Congratulations, Hoyas. You’ve made it through another grueling academic year, and the end to all the hard work you’ve put in these last two semesters is definitely cause for celebration. Today, the last Friday of classes, is Georgetown Day, a day to celebrate and relax as the term ends and finals approach. We at the Voice wish the Georgetown community a happy Georgetown Day, and hope that you all stay safe and have fun.
However, because of the administration’s desire to limit the festivities on campus, 2017 marks a crossroads for the annual year-end celebration. This editorial board believes that students deserve a day to unwind in between a long semester and upcoming finals, and that Georgetown Day fills this role. We also believe that, in order to make the holiday more safe and inclusive for the entire student body, the university should recognize and support the holiday, rather than take action to stifle student activities.
This year the university will be tracking metrics relating to Georgetown Day, according to GUSA’s weekly newsletter. The newsletter states that they will be collecting data on the number of SNAPS, GERMS, and GUPD calls. GUSA has included these details to inform students of the university’s intentions and to encourage students to have a safe Georgetown Day. They have even initiated a “Save Georgetown Day” Facebook event for April 4 to stress to students the importance of acting responsibly to keep the tradition alive.
While there is no doubt that students sometimes go too far in their celebrations, the strategy of tracking metrics has the potential to come across as a scare tactic.

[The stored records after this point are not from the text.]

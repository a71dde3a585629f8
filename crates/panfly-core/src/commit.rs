// ── Commit and job lifecycle ──
//
// Queues commits and polls their jobs to a terminal state. Terminal job
// results are memoized: once a job has finished, asking about it again
// never reaches the device. The memo keeps the newest `MAX_SETTLED_JOBS`
// jobs. Waits are bounded by `PollSettings::max_wait`
// and can be cut short with a `CancellationToken`.

use std::sync::Arc;
use std::time::Duration;

use chrono::{DateTime, Utc};
use dashmap::DashMap;
use panfly_api::{CommitOutcome, JobId, JobInfo, JobStatus, XmlApiClient, XmlNode};
use serde::Serialize;
use tokio::time::Instant;
use tokio_util::sync::CancellationToken;
use tracing::{debug, info, warn};

use crate::config::PollSettings;
use crate::context::{DeviceContext, PanoramaScope};
use crate::error::CoreError;

/// Terminal job records kept per engine. Job ids grow monotonically on the
/// device, so the lowest id is evicted first.
pub const MAX_SETTLED_JOBS: usize = 256;

/// Final word on a commit.
#[derive(Debug, Clone, PartialEq, Eq, Serialize)]
pub struct JobReport {
    /// `None` when the device had nothing to commit.
    pub job_id: Option<u64>,
    pub status: JobStatus,
    /// Device messages: job details, warnings, or the no-changes notice.
    pub details: Vec<String>,
    /// Status requests that reached the device.
    pub polls: u32,
    pub elapsed: Duration,
    pub finished_at: DateTime<Utc>,
}

impl JobReport {
    fn no_changes(message: String) -> Self {
        Self {
            job_id: None,
            status: JobStatus::FinishedSuccess,
            details: vec![message],
            polls: 0,
            elapsed: Duration::ZERO,
            finished_at: Utc::now(),
        }
    }
}

/// Commits and job polling against one device.
#[derive(Debug)]
pub struct CommitEngine {
    client: Arc<XmlApiClient>,
    poll: PollSettings,
    terminal: DashMap<JobId, JobInfo>,
}

impl CommitEngine {
    pub fn new(client: Arc<XmlApiClient>, poll: PollSettings) -> Self {
        Self {
            client,
            poll,
            terminal: DashMap::new(),
        }
    }

    pub fn poll_settings(&self) -> &PollSettings {
        &self.poll
    }

    /// Build the commit command for a context.
    ///
    /// Manager device-group and template scopes commit only their own
    /// changes; everything else is a full commit.
    pub fn commit_command(ctx: &DeviceContext, description: Option<&str>) -> Result<String, CoreError> {
        let mut commit = XmlNode::new("commit");
        let partial = match ctx {
            DeviceContext::Panorama(PanoramaScope::DeviceGroup { name, .. }) => {
                Some(("device-group", name.as_str()))
            }
            DeviceContext::Panorama(PanoramaScope::Template { name }) => {
                Some(("template", name.as_str()))
            }
            _ => None,
        };
        if let Some((scope, name)) = partial {
            commit.push_child(XmlNode::new("partial").with_child(
                XmlNode::new(scope).with_child(XmlNode::new("member").with_text(name)),
            ));
        }
        if let Some(description) = description.filter(|d| !d.is_empty()) {
            commit.push_child(XmlNode::new("description").with_text(description));
        }
        commit
            .to_xml()
            .map_err(|e| CoreError::Internal(format!("building commit command: {e}")))
    }

    /// Queue a commit. Never retried.
    pub async fn commit(
        &self,
        ctx: &DeviceContext,
        description: Option<&str>,
    ) -> Result<CommitOutcome, CoreError> {
        let cmd = Self::commit_command(ctx, description)?;
        debug!(%ctx, "requesting commit");
        Ok(self.client.commit(&cmd).await?)
    }

    /// Current status of a job.
    pub async fn poll(&self, job: JobId) -> Result<JobStatus, CoreError> {
        Ok(self.poll_info(job).await?.status)
    }

    /// Current job record. Terminal records come from the memo without a
    /// device round trip.
    pub async fn poll_info(&self, job: JobId) -> Result<JobInfo, CoreError> {
        if let Some(info) = self.terminal.get(&job) {
            return Ok(info.value().clone());
        }
        let info = self.client.job_status(job).await?;
        if info.status.is_terminal() {
            self.remember(info.clone());
        }
        Ok(info)
    }

    /// `true` if the job's terminal state is already known locally.
    pub fn is_settled(&self, job: JobId) -> bool {
        self.terminal.contains_key(&job)
    }

    /// Drop a job's memoized terminal record. The next poll asks the device.
    pub fn forget(&self, job: JobId) -> Option<JobInfo> {
        self.terminal.remove(&job).map(|(_, info)| info)
    }

    fn remember(&self, info: JobInfo) {
        self.terminal.insert(info.id, info);
        while self.terminal.len() > MAX_SETTLED_JOBS {
            let oldest = self.terminal.iter().map(|e| *e.key()).min();
            match oldest {
                Some(job) => {
                    self.terminal.remove(&job);
                }
                None => break,
            }
        }
    }

    /// Poll until the job finishes or `max_wait` elapses.
    pub async fn wait(&self, job: JobId) -> Result<JobReport, CoreError> {
        self.wait_inner(job, None).await
    }

    /// As [`wait`](Self::wait), returning `CoreError::Cancelled` as soon as
    /// `cancel` fires.
    pub async fn wait_until_cancelled(
        &self,
        job: JobId,
        cancel: &CancellationToken,
    ) -> Result<JobReport, CoreError> {
        self.wait_inner(job, Some(cancel)).await
    }

    /// Queue a commit and wait for it. A commit with nothing to do
    /// succeeds immediately with no job id.
    pub async fn commit_and_wait(
        &self,
        ctx: &DeviceContext,
        description: Option<&str>,
        cancel: Option<&CancellationToken>,
    ) -> Result<JobReport, CoreError> {
        match self.commit(ctx, description).await? {
            CommitOutcome::Queued(job) => self.wait_inner(job, cancel).await,
            CommitOutcome::NoChanges { message } => {
                info!(%ctx, "nothing to commit");
                Ok(JobReport::no_changes(message))
            }
        }
    }

    async fn wait_inner(
        &self,
        job: JobId,
        cancel: Option<&CancellationToken>,
    ) -> Result<JobReport, CoreError> {
        let started = Instant::now();
        let mut delay = self.poll.interval;
        let mut polls = 0u32;

        loop {
            let cached = self.is_settled(job);
            let info = self.poll_info(job).await?;
            if !cached {
                polls += 1;
            }
            if info.status.is_terminal() {
                return finish(info, polls, started.elapsed());
            }

            let elapsed = started.elapsed();
            if elapsed >= self.poll.max_wait {
                warn!(%job, waited_secs = elapsed.as_secs(), "job did not finish in time");
                return Err(CoreError::PollTimeout {
                    job_id: job.0,
                    waited: elapsed,
                });
            }

            let pause = delay.min(self.poll.max_wait - elapsed);
            debug!(%job, status = %info.status, progress = ?info.progress, ?pause, "job pending");
            match cancel {
                Some(token) => {
                    tokio::select! {
                        () = token.cancelled() => {
                            info!(%job, "wait cancelled");
                            return Err(CoreError::Cancelled { job_id: job.0 });
                        }
                        () = tokio::time::sleep(pause) => {}
                    }
                }
                None => tokio::time::sleep(pause).await,
            }
            delay = self.poll.next_delay(delay);
        }
    }
}

fn finish(info: JobInfo, polls: u32, elapsed: Duration) -> Result<JobReport, CoreError> {
    match info.status {
        JobStatus::FinishedSuccess => {
            info!(job = %info.id, polls, "job finished");
            Ok(JobReport {
                job_id: Some(info.id.0),
                status: info.status,
                details: info.details,
                polls,
                elapsed,
                finished_at: Utc::now(),
            })
        }
        _ => {
            let details = if info.details.is_empty() {
                "job failed without details".to_owned()
            } else {
                info.details.join("; ")
            };
            warn!(job = %info.id, %details, "job failed");
            Err(CoreError::CommitFailure {
                job_id: info.id.0,
                details,
            })
        }
    }
}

Collecting statistics is easily perceived as a guise for threatening to shut down Georgetown Day. Such tactics have the capability of bringing about the very real danger of decreasing student motivation to use GERMS. Students should not be afraid to call GERMS because they think it will lead to punishment for them or the student body as a whole. GERMS specifically has a medical amnesty policy to protect students from such repercussions.
The university’s initiative to begin counting these calls on Georgetown Day comes on a year that the event is not funded at all by GUSA. Because the Georgetown Day Planning Committee failed to submit a funding request for this year, GUSA Finance and Appropriations Committee (Fin/App) did not allocate them funding. The Hoya reported that a divide in opinion on the importance of increasing the funding for Georgetown Day between the freshmen and upperclassmen members of Fin/App also contributed to the failure to allocate funds.
Rather than shy away from Georgetown Day as a whole, the university administration and GUSA should instead shift their focus towards instituting more activities for the student body on campus. By shutting down institutional support for the holiday, the university will push students to take their celebrations off campus, further harming relations with neighbors and putting students at risk.
Cutting on-campus opportunities on Georgetown Day will likely serve to increase tensions with neighborhood residents, who were particularly distraught after Homecoming festivities this past fall. Many residents complained to the school about public drunkenness, trash, and general disruptions. A Georgetown Day not institutionally recognized by the university will only exacerbate these frustrations.
Providing programs and activities on campus that do not revolve around drinking has many benefits. The implementation of more games, concerts, and food trucks gives students a chance to celebrate together, in an environment where students who choose not to drink can also relax and celebrate their accomplishments throughout the year. These types of events will help cultivate a greater aura of inclusivity around the event as a whole.
Georgetown Day can and should be a day to have fun. We call on the university and GUSA to embrace the celebration institutionally as we end another academic year and make the event more inclusive and festive for everyone.